Maine's Ban on 'DEEZNTZ' Might Be Unconstitutional
The state's new rules on vulgar vanity plates could amount to unconstitutional viewpoint discrimination.
Maine is bringing an end to its brief experiment with vanity plate anarchy.
Officials have proposed a new set of regulations limiting the vulgar messages motorists can put on their vehicle plates. But free speech experts say the state's rules might go too far.
"The First Amendment protects your right to have any bumper sticker you want, but it doesn't force the state to issue official registration plates that subject children in our communities to obscenity or profanity," said Maine Secretary of State Shenna Bellows in a statement yesterday when announcing new draft regulations.
The new rules ban registration plates bearing obscene or profane messages as well as those that might cause or encourage violence. Plates that use derogatory terms about race, gender, and sexual orientation are also prohibited, as are those that use slang terms or falsely imply affiliation with a government agency. Any terms that connote "genitalia" or relate to sexual acts are banned too.
These draft regulations will put an end to Maine's heretofore libertarian approach to vanity plates that's prevailed since 2015.
That's when then-Secretary of State Matt Dunlap dropped the Maine Bureau of Motor Vehicles' practice of reviewing and rejecting vanity plate applications with offensive words, reports The Drive. Dunlap expressed concern that the practice wouldn't withstand court scrutiny after the New Hampshire Supreme Court struck down a similar arrangement in that state.
Since Dunlap's liberalization, Mainers have zealously and creatively exercised their new freedom.
An Instagram account dedicated to tracking some of Maine's vanity plates shows the messages range from the innocuous ("CARROTS") to the obscene ("VAG LVR," "ILUVBJ"). This 2018 article from Jalopnik compiles some of the better ones out there.
Certainly, one might question the wisdom of spending $63,000 on a Tesla only to adorn it with a "FARTZ" vanity plate. But no one said freedom was pretty.
Nevertheless, the Maine Legislature—responding to complaints about some of the more risqué plates floating around the state—passed a law last year reimposing decency standards on vanity plates. The law also gives the secretary of state the power to refuse to issue obscene plates and recall ones that have already been issued.
According to the Associated Press, Maine has issued some 120,000 vanity plates, meaning about one in 10 state residents has one. Bellows, per Maine Public Radio, says that about 400 plates currently in circulation would not meet the state's new standards.
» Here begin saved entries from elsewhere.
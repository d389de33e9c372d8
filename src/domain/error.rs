//! 입력 형태 오류와 원격 호출 오류 분류.

use thiserror::Error;

use crate::domain::value::{OutOfRange, TypeTag};

pub type Result<T> = std::result::Result<T, CimError>;

#[derive(Debug, Clone, PartialEq, Eq, Error)]
pub enum CimError {
    #[error("malformed object path `{input}`: {reason}")]
    MalformedObjectPath { input: String, reason: String },
    #[error("malformed parameter `{token}`: {reason}")]
    MalformedParameter { token: String, reason: String },
    #[error("parameter `{token}`: {reason}")]
    ParameterType { token: String, reason: String },
    #[error("parameter `{token}`: {tag} value {range}")]
    ParameterRange {
        token: String,
        tag: TypeTag,
        range: OutOfRange,
    },
    #[error("operation `{operation}` does not accept `{argument}`")]
    UnexpectedArgument { operation: String, argument: String },
    #[error("{operation} failed: {message}")]
    RemoteOperation { operation: String, message: String },
}

impl CimError {
    pub fn malformed_path(input: &str, reason: impl Into<String>) -> Self {
        CimError::MalformedObjectPath {
            input: input.to_string(),
            reason: reason.into(),
        }
    }

    /// 원격 호출 전에 잡히는 입력 형태 오류인지 여부.
    pub fn is_input_error(&self) -> bool {
        !matches!(self, CimError::RemoteOperation { .. })
    }
}
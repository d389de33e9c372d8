//! CIM 인스턴스/클래스를 식별하는 오브젝트 패스.

use std::collections::BTreeMap;

use crate::domain::value::ScalarValue;

/// 키 이름 → 값. 정렬된 맵이라 출력 순서가 항상 같다.
pub type KeyBindings = BTreeMap<String, ScalarValue>;

#[derive(Debug, Clone, PartialEq, Eq)]
pub struct ObjectPath {
    pub class_name: String,
    /// 비어 있으면 연결 기본 네임스페이스를 쓴다.
    pub namespace: String,
    pub key_bindings: KeyBindings,
}

impl ObjectPath {
    pub fn new(class_name: impl Into<String>, namespace: impl Into<String>) -> Self {
        Self {
            class_name: class_name.into(),
            namespace: namespace.into(),
            key_bindings: KeyBindings::new(),
        }
    }

    /// 키 바인딩을 추가한 패스를 돌려준다(빌더 형태).
    pub fn with_key(mut self, name: impl Into<String>, value: impl Into<ScalarValue>) -> Self {
        self.key_bindings.insert(name.into(), value.into());
        self
    }

    /// 키 바인딩이 없으면 클래스 수준 패스다.
    pub fn is_class_path(&self) -> bool {
        self.key_bindings.is_empty()
    }

    /// 호출에 사용할 네임스페이스를 결정한다.
    pub fn effective_namespace<'a>(&'a self, fallback: &'a str) -> &'a str {
        if self.namespace.is_empty() {
            fallback
        } else {
            &self.namespace
        }
    }
}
But Maine's vanity plate rules might not meet the U.S. Constitution's standards, says Joshua Thompson, an attorney with the Pacific Legal Foundation (PLF). In particular, he says that Maine's broad ban on derogatory words and slang terms is likely unconstitutional viewpoint discrimination.
A government-issued license plate would be considered a "limited public forum," says Thompson, where officials do have some power to limit the kinds of expression that can happen. But "speech restrictions in limited public forums have to be reasonable. One thing that's per se unreasonable are viewpoint discrimination," he tells Reason. "When you say something can't be offensive or can't be derogatory, you are preferring the view of nonoffensiveness over offensiveness."
In 2020, Thompson and PLF challenged the California Department of Motor Vehicles' similar ban on vanity plates that "may carry connotations offensive to good taste and decency" on behalf of four motorists who'd had their plate applications rejected.
One of their clients was a gay man who had requested a vanity plate saying "QUEER," which he saw as a way of reappropriating the term from being a slur. The DMV reasoned it was offensive and rejected his application.
Ultimately, a judge in the U.S. District Court for the Northern District of California sided with PLF and struck down California's offensive standards as unconstitutional viewpoint discrimination.
Maine's restrictions on plates that are "profane" or "obscene" are written more carefully and would likely pass constitutional muster, says Thompson. But a lot also depends on how the rules are applied. Rules that give individual state officials a lot of discretion in deciding what counts as obscene raise the odds of individual vanity plates being rejected on unconstitutional viewpoint discrimination grounds.
The draft rules released by Bellows yesterday would establish a Vanity Plate Review Committee to vet applications. People who have their applications rejected would have the opportunity to file an appeal. Members of the public could also report license plates that they say don't meet the new standards.
That would all seem to leave plenty of room for unconstitutional license plate censorship. One wonders if it's worth so much of the government's time just to prevent the issuance of a "DEEZNTZ" plate.
Bellows' regulations are just draft rules at the moment. A public hearing on them will be held later this month.